Coronavirus: three lessons from the AIDS crisis Donesia.com

As my governor closes all schools and public libraries here in Seattle, I think back to 1981 – the year New York and Los Angeles newspapers reported that a strange new virus was killing healthy young men.

As of March 15, Seattle had recorded 420 confirmed cases of COVID-19 and 37 deaths. As a historian of 20th century queer and trans politics, I know that’s nothing compared to the toll that HIV, the virus that causes AIDS, has taken on our city. But these are the early days.

The United States made serious mistakes when the HIV virus and AIDS emerged. These mistakes cost many lives. But our nation has also learned a few things.

Act fast and think big

HIV is very different from the new coronavirus, in ways that might have made it easier to slow down. Since HIV is more difficult to transmit and has a much longer incubation period, a rapid response could have prevented many infections.

But the response has been slow. It took decades for health experts to notice HIV. Studies have shown that HIV jumped from animals to humans in the 1920s and had already killed many people by 1981, but doctors believed those patients had died of other things.

Related | More straight men have contracted HIV than gay men in Australia

Even so, once HIV was recognized as a new infectious agent in 1981, quick action and massive investment in research would have saved lives. Instead, government officials sat on their hands. In 1982, White House press secretary Larry Speakes turned a reporter’s question about AIDS into a homophobic joke. It took four years to develop a blood test for HIV.

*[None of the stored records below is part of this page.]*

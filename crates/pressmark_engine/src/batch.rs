//! Staggered batch execution: one task per payload, each sleeping for its
//! own delay before loading and writing.

use std::future::Future;
use std::path::PathBuf;
use std::time::Duration;

use bytes::Bytes;
use futures_util::future::join_all;
use pressmark_logging::{press_info, press_warn};
use thiserror::Error;

use crate::persist::{write_atomic, PersistError};
use crate::{BatchFailure, BatchReport, FetchError};

#[derive(Debug, Clone)]
pub struct Payload<T> {
    pub name: String,
    pub destination: PathBuf,
    pub delay: Duration,
    pub item: T,
}

#[derive(Debug, Error)]
pub enum PayloadError {
    #[error(transparent)]
    Fetch(#[from] FetchError),
    #[error(transparent)]
    Persist(#[from] PersistError),
    #[error("task did not complete: {0}")]
    Join(String),
}

/// `index × step`, saturating.
pub fn staggered(step: Duration, index: usize) -> Duration {
    step.saturating_mul(u32::try_from(index).unwrap_or(u32::MAX))
}

/// Runs every payload concurrently and waits for all of them. Failures are
/// collected, never propagated.
pub async fn process_payloads<T, F, Fut>(payloads: Vec<Payload<T>>, load: F) -> BatchReport
where
    T: Send + 'static,
    F: Fn(T) -> Fut + Clone + Send + 'static,
    Fut: Future<Output = Result<Bytes, PayloadError>> + Send + 'static,
{
    let (names, tasks): (Vec<_>, Vec<_>) = payloads
        .into_iter()
        .map(|payload| {
            let load = load.clone();
            let name = payload.name.clone();
            let task = tokio::spawn(async move {
                tokio::time::sleep(payload.delay).await;
                let result = run_payload(&payload.destination, load(payload.item)).await;
                match &result {
                    Ok(()) => press_info!("[OK] {}", payload.name),
                    Err(err) => press_warn!("[FAILED] {} ({})", payload.name, err),
                }
                result
            });
            (name, task)
        })
        .unzip();

    let mut report = BatchReport::default();
    for (name, joined) in names.into_iter().zip(join_all(tasks).await) {
        let outcome = joined.unwrap_or_else(|err| Err(PayloadError::Join(err.to_string())));
        match outcome {
            Ok(()) => report.succeeded += 1,
            Err(err) => report.failures.push(BatchFailure {
                name,
                error: err.to_string(),
            }),
        }
    }

    if report.failures.is_empty() {
        press_info!("Done, got them all!");
    } else {
        press_warn!("Done, but with {} failed payloads:", report.failed());
        for failure in &report.failures {
            press_warn!("[X] {}: {}", failure.name, failure.error);
        }
    }
    report
}

async fn run_payload<Fut>(destination: &std::path::Path, load: Fut) -> Result<(), PayloadError>
where
    Fut: Future<Output = Result<Bytes, PayloadError>>,
{
    let bytes = load.await?;
    let destination = destination.to_path_buf();
    tokio::task::spawn_blocking(move || write_atomic(&destination, &bytes))
        .await
        .map_err(|err| PayloadError::Join(err.to_string()))??;
    Ok(())
}
//! Materializes records: markdown files first, then their assets.

use std::collections::{HashMap, HashSet};
use std::path::PathBuf;
use std::sync::Arc;

use bytes::Bytes;
use pressmark_core::{
    asset_filename, asset_path, build_markdown_document, record_path, ExportConfig, Record,
    Settings,
};
use pressmark_logging::{press_debug, press_info, press_warn};

use crate::batch::{process_payloads, staggered, Payload, PayloadError};
use crate::fetch::{encode_asset_url, Fetcher};
use crate::persist::{ensure_output_dir, PersistError};
use crate::{BatchReport, RunSummary};

pub struct Materializer {
    config: ExportConfig,
    settings: Settings,
    fetcher: Arc<dyn Fetcher>,
}

impl Materializer {
    pub fn new(config: ExportConfig, settings: Settings, fetcher: Arc<dyn Fetcher>) -> Self {
        Self {
            config,
            settings,
            fetcher,
        }
    }

    pub async fn write_all(&self, records: &[Record]) -> Result<RunSummary, PersistError> {
        ensure_output_dir(&self.config.output)?;
        let markdown = self.write_markdown_files(records).await;
        let assets = self.write_asset_files(records).await;
        Ok(RunSummary {
            records: records.len(),
            output: self.config.output.clone(),
            markdown,
            assets,
        })
    }

    /// Existing files are skipped; everything else is written in a staggered batch.
    pub async fn write_markdown_files(&self, records: &[Record]) -> BatchReport {
        let mut claimed: HashMap<PathBuf, String> = HashMap::new();
        let mut payloads = Vec::new();
        let mut skipped = 0;

        for record in records {
            let destination = record_path(record, &self.config);
            let name = record.display_name(self.config.include_other_types);
            if let Some(previous) = claimed.insert(destination.clone(), name.clone()) {
                press_warn!(
                    "{} and {} both resolve to {}; the later one wins",
                    previous,
                    name,
                    destination.display()
                );
            }
            if destination.exists() {
                skipped += 1;
                continue;
            }
            let document = build_markdown_document(&record.header, record.body.as_deref());
            payloads.push(Payload {
                name,
                destination,
                delay: staggered(self.settings.markdown_delay(), payloads.len()),
                item: document,
            });
        }

        if payloads.is_empty() && skipped == 0 {
            press_info!("No posts to save...");
            return BatchReport::default();
        }
        press_info!(
            "Saving {} posts ({} already exist)...",
            payloads.len(),
            skipped
        );

        let mut report = process_payloads(payloads, |document: String| async move {
            Ok::<_, PayloadError>(Bytes::from(document))
        })
        .await;
        report.skipped = skipped;
        report
    }

    /// Each destination is fetched at most once per run, even when several
    /// records share an asset.
    pub async fn write_asset_files(&self, records: &[Record]) -> BatchReport {
        let mut scheduled: HashSet<PathBuf> = HashSet::new();
        let mut payloads = Vec::new();
        let mut skipped = 0;

        for url in records.iter().flat_map(|r| r.asset_urls.iter()) {
            let destination = asset_path(url, &self.config);
            if !scheduled.insert(destination.clone()) {
                press_debug!("{} already scheduled, not fetching {}", destination.display(), url);
                continue;
            }
            if destination.exists() {
                skipped += 1;
                continue;
            }
            payloads.push(Payload {
                name: asset_filename(url),
                destination,
                delay: staggered(self.settings.image_delay(), payloads.len()),
                item: url.clone(),
            });
        }

        if payloads.is_empty() && skipped == 0 {
            press_info!("No images to download and save...");
            return BatchReport::default();
        }
        press_info!(
            "Downloading and saving {} images ({} already exist)...",
            payloads.len(),
            skipped
        );

        let fetcher = Arc::clone(&self.fetcher);
        let mut report = process_payloads(payloads, move |url: String| {
            let fetcher = Arc::clone(&fetcher);
            async move {
                let output = fetcher.fetch(&encode_asset_url(&url)).await?;
                let meta = &output.metadata;
                press_debug!(
                    "{} -> {} ({} redirects, {} bytes, {})",
                    meta.original_url,
                    meta.final_url,
                    meta.redirect_count,
                    meta.byte_len,
                    meta.content_type.as_deref().unwrap_or("unknown type")
                );
                Ok::<_, PayloadError>(output.bytes)
            }
        })
        .await;
        report.skipped = skipped;
        report
    }
}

This fatal inaction stems from the mistaken assumption that only some people have AIDS and that those people don’t really matter. Instead of major research efforts to develop a test and drugs, there were nonsensical suggestions for the forced quarantine of gay men and an actual forced quarantine of Haitians.

After a slow start, things have improved. In the 1990s, even before the development of today’s magic bullets – antiretroviral drugs, the preventive drug PREP and the post-exposure prophylactic drug PEP – public health agencies were advocating ways to slow the transmission of HIV that also protected individuals, such as using condoms, testing and contacting sexual partners. If only they had had these measures in 1982.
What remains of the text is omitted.